I-Fei Chang, Kishore Lulla and Henry Nguyen inspire and delight guests at ASSC Gala
I-Fei Chang, Kishore Lulla, and Henry Nguyen received “visionary” awards at Asia Society Southern California’s Annual Gala on June 20, moving the audience with poignant and humorous tales about their professional journeys.
“I’m at the age my parents lost everything,” Henry said, recalling his family’s flight from South Vietnam in 1975. His father was an engineer, but as a new immigrant to the U.S., he worked at 7-11 and Pizza Hut – “I remember the uniforms,” Henry noted – to put four children through college and medical school. Henry, the youngest child, also earned his MBA, and today runs a $100-million fund for IDG Ventures Vietnam, owns the master franchise for McDonald’s in Vietnam, has started youth, collegiate and professional basketball programs in his homeland and is the managing partner of Major League Soccer’s new Los Angeles Football Club. Still, he remembers his trepidation long ago about telling his parents he was choosing business over medicine. The day he planned to break the news, he was at his parents’ home in Fairfax, Virginia, when he heard, “You know the Trans in Chantilly? They have five doctors!” Henry decided to wait for another day. A member of Asia 21’s class of 2009, Henry spoke of his appreciation of Asia Society’s mission and values. In his introduction, Peter Guber praised Henry’s humility and character. One of Henry’s fellow owners of the Los Angeles Football Club and a co-owner of the new NBA champions Golden State Warriors, Guber told a story about Henry involving another sport: baseball. Henry once managed to nab a rare foul ball that reached the upper deck of Dodger Stadium. “He’s in the right place at the right time – and he makes the catch,” Guber said. “Henry is a man on a mission, powered by elegance.” Henry received the “2015 Sports Visionary Award.”
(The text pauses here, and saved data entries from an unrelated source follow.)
//! Command-line [`ToolSuite`] implementation

use super::demucs::DemucsSeparator;
use super::ffmpeg::FfmpegTranscoder;
use super::youtube::YtDlpClient;
use super::{ToolError, ToolSuite};
use crate::config::ToolsConfig;
use async_trait::async_trait;
use std::path::{Path, PathBuf};

/// Production tool suite: shells out to yt-dlp, demucs and ffmpeg
#[derive(Debug, Clone)]
pub struct CommandToolSuite {
    yt_dlp: YtDlpClient,
    demucs: DemucsSeparator,
    ffmpeg: FfmpegTranscoder,
}

impl CommandToolSuite {
    pub fn new(config: &ToolsConfig) -> Self {
        Self {
            yt_dlp: YtDlpClient::new(&config.yt_dlp),
            demucs: DemucsSeparator::new(&config.demucs, &config.demucs_model),
            ffmpeg: FfmpegTranscoder::new(&config.ffmpeg, &config.mp3_bitrate),
        }
    }
}

#[async_trait]
impl ToolSuite for CommandToolSuite {
    async fn probe_title(&self, url: &str) -> Result<String, ToolError> {
        self.yt_dlp.probe_title(url).await
    }

    async fn extract_audio(&self, url: &str, wav_out: &Path) -> Result<(), ToolError> {
        self.yt_dlp.extract_audio(url, wav_out).await
    }

    async fn separate(&self, wav_in: &Path, work_dir: &Path) -> Result<PathBuf, ToolError> {
        self.demucs.separate(wav_in, work_dir).await
    }

    async fn transcode(&self, wav_in: &Path, mp3_out: &Path) -> Result<(), ToolError> {
        self.ffmpeg.transcode(wav_in, mp3_out).await
    }
}
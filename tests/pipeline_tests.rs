//! End-to-end pipeline tests over the fake tool suite
//!
//! Submit through the API, await the tracked background job, then observe
//! terminal status and artifact fetchability.

mod helpers;

use axum::body::Body;
use axum::http::{header, Request, StatusCode};
use std::sync::Arc;
use tower::ServiceExt;

use helpers::{body_bytes, body_json, test_state, FailAt, FakeTools};
use stemd::build_router;
use stemd::models::StemKind;

async fn submit_and_wait(state: &stemd::AppState, session_id: &str) {
    let app = build_router(state.clone());
    let body = serde_json::json!({
        "youtube_url": "https://example.com/watch?v=abc",
        "session_id": session_id,
    });
    let request = Request::builder()
        .method("POST")
        .uri("/convert")
        .header(header::CONTENT_TYPE, "application/json")
        .body(Body::from(body.to_string()))
        .unwrap();

    let response = app.oneshot(request).await.unwrap();
    assert_eq!(response.status(), StatusCode::ACCEPTED);

    assert!(state.jobs.wait(session_id).await, "job was not tracked");
}

#[tokio::test]
async fn successful_job_goes_ready_with_all_four_stems() {
    let (_dir, state) = test_state(Arc::new(FakeTools::succeeding()));
    submit_and_wait(&state, "sess-ok").await;

    let doc = state.store.read("sess-ok").unwrap().unwrap();
    assert_eq!(doc.status, stemd::models::SessionStatus::Ready);
    assert_eq!(doc.title.as_deref(), Some("Test Video"));

    let app = build_router(state.clone());
    for stem in StemKind::ALL {
        let response = app
            .clone()
            .oneshot(
                Request::builder()
                    .uri(format!("/download/sess-ok/{}", stem))
                    .body(Body::empty())
                    .unwrap(),
            )
            .await
            .unwrap();
        assert_eq!(response.status(), StatusCode::OK, "stem {} not fetchable", stem);
        assert_eq!(
            response
                .headers()
                .get(header::CONTENT_TYPE)
                .unwrap()
                .to_str()
                .unwrap(),
            "audio/mpeg"
        );
        let disposition = response
            .headers()
            .get(header::CONTENT_DISPOSITION)
            .unwrap()
            .to_str()
            .unwrap()
            .to_string();
        assert!(disposition.contains(&stem.mp3_name()));

        let bytes = body_bytes(response).await;
        assert!(!bytes.is_empty());
    }
}

#[tokio::test]
async fn successful_job_removes_intermediates() {
    let (_dir, state) = test_state(Arc::new(FakeTools::succeeding()));
    submit_and_wait(&state, "sess-ok").await;

    let layout = state.store.layout().clone();
    assert!(!layout.download_wav("sess-ok").exists());
    assert!(!layout.session_stems_dir("sess-ok").exists());
    assert!(layout.session_compressed_dir("sess-ok").exists());
}

#[tokio::test]
async fn failing_separation_goes_failed_and_nothing_is_fetchable() {
    let (_dir, state) = test_state(Arc::new(FakeTools::failing_at(FailAt::Separate)));
    submit_and_wait(&state, "sess-bad").await;

    let doc = state.store.read("sess-bad").unwrap().unwrap();
    assert_eq!(doc.status, stemd::models::SessionStatus::Failed);
    assert!(doc.title.is_none());

    let app = build_router(state.clone());
    for stem in StemKind::ALL {
        let response = app
            .clone()
            .oneshot(
                Request::builder()
                    .uri(format!("/download/sess-bad/{}", stem))
                    .body(Body::empty())
                    .unwrap(),
            )
            .await
            .unwrap();
        assert_eq!(response.status(), StatusCode::BAD_REQUEST);
    }
}

#[tokio::test]
async fn failing_probe_still_records_failed_status() {
    let (_dir, state) = test_state(Arc::new(FakeTools::failing_at(FailAt::Probe)));
    submit_and_wait(&state, "sess-probe").await;

    let doc = state.store.read("sess-probe").unwrap().unwrap();
    assert_eq!(doc.status, stemd::models::SessionStatus::Failed);
}

#[tokio::test]
async fn failing_transcode_leaves_partial_artifacts_unfetchable() {
    let (_dir, state) = test_state(Arc::new(FakeTools::failing_at(FailAt::Transcode)));
    submit_and_wait(&state, "sess-tc").await;

    let doc = state.store.read("sess-tc").unwrap().unwrap();
    assert_eq!(doc.status, stemd::models::SessionStatus::Failed);

    // No rollback: intermediates may remain, but nothing is served
    let app = build_router(state.clone());
    let response = app
        .oneshot(
            Request::builder()
                .uri("/download/sess-tc/vocals")
                .body(Body::empty())
                .unwrap(),
        )
        .await
        .unwrap();
    assert_eq!(response.status(), StatusCode::BAD_REQUEST);
}

#[tokio::test]
async fn status_is_pollable_during_and_after_processing() {
    let (_dir, state) = test_state(Arc::new(FakeTools::succeeding()));
    submit_and_wait(&state, "sess-poll").await;

    let app = build_router(state.clone());
    let response = app
        .oneshot(
            Request::builder()
                .uri("/status/sess-poll")
                .body(Body::empty())
                .unwrap(),
        )
        .await
        .unwrap();
    assert_eq!(response.status(), StatusCode::OK);

    let json = body_json(response).await;
    assert_eq!(json["status"], "ready");
    assert_eq!(json["title"], "Test Video");
}

#[tokio::test]
async fn duplicate_submission_overwrites_previous_session() {
    let (_dir, state) = test_state(Arc::new(FakeTools::succeeding()));
    submit_and_wait(&state, "sess-dup").await;
    submit_and_wait(&state, "sess-dup").await;

    let doc = state.store.read("sess-dup").unwrap().unwrap();
    assert_eq!(doc.status, stemd::models::SessionStatus::Ready);
}
//! ffmpeg transcoding client (stem WAV → MP3)

use super::{run_tool, ToolError};
use std::path::Path;
use tokio::process::Command;

/// ffmpeg invoker
#[derive(Debug, Clone)]
pub struct FfmpegTranscoder {
    binary: String,
    bitrate: String,
}

impl FfmpegTranscoder {
    pub fn new(binary: impl Into<String>, bitrate: impl Into<String>) -> Self {
        Self {
            binary: binary.into(),
            bitrate: bitrate.into(),
        }
    }

    /// Transcode `wav_in` to MP3 at the configured bitrate
    pub async fn transcode(&self, wav_in: &Path, mp3_out: &Path) -> Result<(), ToolError> {
        let mut command = Command::new(&self.binary);
        command
            .arg("-y")
            .arg("-i")
            .arg(wav_in)
            .arg("-b:a")
            .arg(&self.bitrate)
            .arg(mp3_out);

        run_tool(&self.binary, &mut command).await?;
        Ok(())
    }
}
I-Fei Chang also invoked family, saying she has three mothers: Taiwan, where she was born in 1965 (“It’s not a secret,” she added to widespread laughter); the U.S. where she received master’s degrees in architecture and environmental design, and China, “the greatest mother of all, which gives us all strength.” I-Fei received the “2015 Urban Visionary Award” for her work at Chinese developer Greenland USA, the force behind Pacific Park Brooklyn and Metropolis in Los Angeles. Both are residential and retail complexes that seek to change the skyline, streetscape and living experience in America’s two biggest cities. “We must think about the future of civilization,” she told the audience and added, prompting rousing applause, “We all should agree that we’re tired of sitting in traffic.” Greenland USA’s projects emphasize walkable neighborhoods, and she pointed out that the Shanghai company’s global experience had helped revive long-stalled developments. “If there is anything that Asia stands for,” I-Fei said, “it’s ‘go, go, go,’ a make-it-happen attitude.”
Kishore Lulla, Group Executive Chairman of Bollywood powerhouse Eros International, received the “2015 Entertainment Visionary Award.” His journey started in Mumbai as the son of a film distributor in Mumbai and a childhood fan of Disney and Warner Brothers shows. “One day, I will have a Bollywood studio,” he recalled thinking. He set up in London and in 1981 set out to take Bollywood global – starting, improbably, in Israel and the West Bank. “What I learned is that movies don’t have any language,” Kishore said. They transcend them. An unusual revelation came in Germany, where Kishore found that Bollywood films often were bigger draws than Hollywood hits. Germany was a modern, efficient country with a “button for everything,” he said. But when he asked Germans why they loved Indian films, he heard: “We didn’t have a button to cry. Bollywood gave us a button to cry.” Kishore mused: “If only I had been showing Bollywood movies in the 1940s, maybe we would have avoided World War II.” His own career path, from India to Israel to Europe and America, and melding spirituality and popular culture, has been about bridging east and west. “Spreading love, harmony and peace,” Kishore summed up, “that’s what I want to achieve through movies.”
The Gala was attended by more than 300 people and hosted by Hong Kong-born actress and singer/songwriter Celina Jade. Celina started the evening with a quiz on little-known facts about the honorees:
- One speaks Hebrew;
- One routinely made a nine-hour road trip for books not available in the local library;
- One got an unlikely career inspiration from writing a “Let’s Go” travel guide.
The answers were revealed during the evening, with Kishore explaining how he learned Hebrew in three months after arriving in Israel. I-Fei was the library road warrior, who used to drive to Cornell because she could borrow books for a longer time than Yale would lend them. Henry’s first return to Vietnam came one summer during Harvard, when he agreed to write the original “Let’s Go” guide to his homeland.
The Gala also featured dance performances by India-inspired Karmagraphy and YSY Dancers, who mix traditional Chinese and modern dance. Eight prizes, including a dinner-for-10 at The District by Hannah An, tickets on China Eastern and Southwest airlines and two nights at New York’s The Pierre, a Taj hotel, were raffled off.